#### What to produce:
From the records below, copy every line that contains the word "decls".
- - - - -
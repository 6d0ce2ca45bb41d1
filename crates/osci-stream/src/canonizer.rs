#![forbid(unsafe_code)]

//! The canonicalizing hash stream.
//!
//! The canonizer observes the event stream of a single parse pass.  When the
//! handler chain marks an element id as signature-relevant, it accumulates
//! the canonical serialized form of that subtree into a running digest and
//! files the finished hash under the declared reference id.  `SignedInfo`
//! blocks are captured verbatim (in canonical form) into a FIFO queue, since
//! signature verification needs their exact bytes.
//!
//! Tracking is a plain stack: the innermost close pairs with the innermost
//! open.  A tracked subtree's root element is rendered with all in-scope
//! namespace declarations hoisted onto it, so a subtree digests identically
//! whether it is serialized standalone or embedded in an envelope.

use crate::writer::{render_end, render_start, render_text};
use osci_core::{Error, Result};
use osci_crypto::digest::{DigestSuite, PartDigest};
use std::collections::{HashMap, VecDeque};

struct TrackedFrame {
    ref_id: String,
    depth: usize,
    hasher: PartDigest,
}

struct SignedInfoCapture {
    depth: usize,
    buf: Vec<u8>,
}

pub struct Canonizer {
    suite: DigestSuite,
    depth: usize,
    pending_track: Option<(String, PartDigest)>,
    tracked: Vec<TrackedFrame>,
    digests: HashMap<String, Vec<u8>>,
    pending_signed_info: bool,
    signed_info: Option<SignedInfoCapture>,
    signed_infos: VecDeque<Vec<u8>>,
}

impl Canonizer {
    pub fn new(suite: DigestSuite) -> Self {
        Self {
            suite,
            depth: 0,
            pending_track: None,
            tracked: Vec::new(),
            digests: HashMap::new(),
            pending_signed_info: false,
            signed_info: None,
            signed_infos: VecDeque::new(),
        }
    }

    /// Mark the next opened element as signature-relevant under `ref_id`.
    pub fn begin_tracking(&mut self, ref_id: &str) -> Result<()> {
        if self.pending_track.is_some() {
            return Err(Error::XmlStructure(format!(
                "tracking for {ref_id} requested while another request is pending"
            )));
        }
        self.pending_track = Some((ref_id.to_owned(), self.suite.start()));
        Ok(())
    }

    /// Capture the next opened element (and its subtree) as a `SignedInfo`
    /// block.
    pub fn begin_signed_info(&mut self) -> Result<()> {
        if self.pending_signed_info || self.signed_info.is_some() {
            return Err(Error::XmlStructure(
                "SignedInfo capture already active".into(),
            ));
        }
        self.pending_signed_info = true;
        Ok(())
    }

    /// Observe an element start.  `in_scope` is the full namespace binding
    /// set at this element (outer scopes merged with the element's own
    /// declarations); it is hoisted onto the roots of freshly tracked
    /// subtrees and captures.
    pub fn start_element(
        &mut self,
        qname: &str,
        decls: &[(&str, &str)],
        attrs: &[(&str, &str)],
        in_scope: &[(&str, &str)],
    ) {
        self.depth += 1;

        let mut plain = Vec::new();
        render_start(&mut plain, qname, decls, attrs);
        self.feed(&plain);
        if let Some(capture) = &mut self.signed_info {
            capture.buf.extend_from_slice(&plain);
        }

        if self.pending_track.is_some() || self.pending_signed_info {
            let mut hoisted = Vec::new();
            render_start(&mut hoisted, qname, in_scope, attrs);

            if let Some((ref_id, mut hasher)) = self.pending_track.take() {
                hasher.update(&hoisted);
                self.tracked.push(TrackedFrame {
                    ref_id,
                    depth: self.depth,
                    hasher,
                });
            }
            if std::mem::take(&mut self.pending_signed_info) {
                self.signed_info = Some(SignedInfoCapture {
                    depth: self.depth,
                    buf: hoisted,
                });
            }
        }
    }

    /// Observe character data.
    pub fn text(&mut self, text: &str) {
        let mut bytes = Vec::new();
        render_text(&mut bytes, text);
        self.feed(&bytes);
        if let Some(capture) = &mut self.signed_info {
            capture.buf.extend_from_slice(&bytes);
        }
    }

    /// Observe an element end.  Finalizes any tracked subtree or capture
    /// closing at this depth.
    pub fn end_element(&mut self, qname: &str) {
        let mut bytes = Vec::new();
        render_end(&mut bytes, qname);
        self.feed(&bytes);
        if let Some(capture) = &mut self.signed_info {
            capture.buf.extend_from_slice(&bytes);
        }

        if self
            .tracked
            .last()
            .is_some_and(|frame| frame.depth == self.depth)
        {
            let frame = self.tracked.pop().expect("frame present");
            self.digests.insert(frame.ref_id, frame.hasher.finish());
        }
        if self
            .signed_info
            .as_ref()
            .is_some_and(|capture| capture.depth == self.depth)
        {
            let capture = self.signed_info.take().expect("capture present");
            self.signed_infos.push_back(capture.buf);
        }

        self.depth = self.depth.saturating_sub(1);
    }

    fn feed(&mut self, bytes: &[u8]) {
        for frame in &mut self.tracked {
            frame.hasher.update(bytes);
        }
        // SignedInfo bytes are appended by the callers above; only digests
        // are fed here.
    }

    /// Digest suite in effect.
    pub fn suite(&self) -> DigestSuite {
        self.suite
    }

    /// Take the completed per-reference digest map.
    pub fn take_digests(&mut self) -> HashMap<String, Vec<u8>> {
        std::mem::take(&mut self.digests)
    }

    /// Pop the oldest captured `SignedInfo` block.
    pub fn next_signed_info(&mut self) -> Option<Vec<u8>> {
        self.signed_infos.pop_front()
    }
}

#[cfg(test)]
mod tests {
    use super::*;

    const SCOPE: &[(&str, &str)] = &[("osci", "http://www.osci.de/2002/04/osci")];

    #[test]
    fn tracked_subtree_digest_matches_standalone_bytes() {
        let mut c = Canonizer::new(DigestSuite::Sha256);
        c.start_element("soap:Envelope", SCOPE, &[], SCOPE);
        c.begin_tracking("controlblock").unwrap();
        c.start_element("osci:ControlBlock", &[], &[("Id", "controlblock")], SCOPE);
        c.text("x");
        c.end_element("osci:ControlBlock");
        c.end_element("soap:Envelope");

        let digests = c.take_digests();
        let expected_bytes = "<osci:ControlBlock xmlns:osci=\"http://www.osci.de/2002/04/osci\" \
             Id=\"controlblock\">x</osci:ControlBlock>";
        let expected = DigestSuite::Sha256.hash(expected_bytes.as_bytes());
        assert_eq!(digests.get("controlblock"), Some(&expected));
    }

    #[test]
    fn digest_computed_exactly_once_per_subtree() {
        let mut c = Canonizer::new(DigestSuite::Sha256);
        c.begin_tracking("a").unwrap();
        c.start_element("a", &[], &[], &[]);
        c.end_element("a");
        c.begin_tracking("b").unwrap();
        c.start_element("b", &[], &[], &[]);
        c.end_element("b");
        let digests = c.take_digests();
        assert_eq!(digests.len(), 2);
    }

    #[test]
    fn signed_info_fifo_order() {
        let mut c = Canonizer::new(DigestSuite::Sha256);
        for tag in ["ds:SignedInfo", "ds:SignedInfo"] {
            c.begin_signed_info().unwrap();
            c.start_element(tag, &[], &[], &[("ds", "urn:ds")]);
            c.text(if c.signed_infos.is_empty() { "first" } else { "second" });
            c.end_element(tag);
        }
        let first = c.next_signed_info().unwrap();
        let second = c.next_signed_info().unwrap();
        assert!(String::from_utf8(first).unwrap().contains("first"));
        assert!(String::from_utf8(second).unwrap().contains("second"));
        assert!(c.next_signed_info().is_none());
    }

    #[test]
    fn pending_tracking_is_exclusive() {
        let mut c = Canonizer::new(DigestSuite::Sha256);
        c.begin_tracking("a").unwrap();
        assert!(c.begin_tracking("b").is_err());
    }
}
- - - - -
#### Response for this exercise:
        decls: &[(&str, &str)],
        render_start(&mut plain, qname, decls, attrs);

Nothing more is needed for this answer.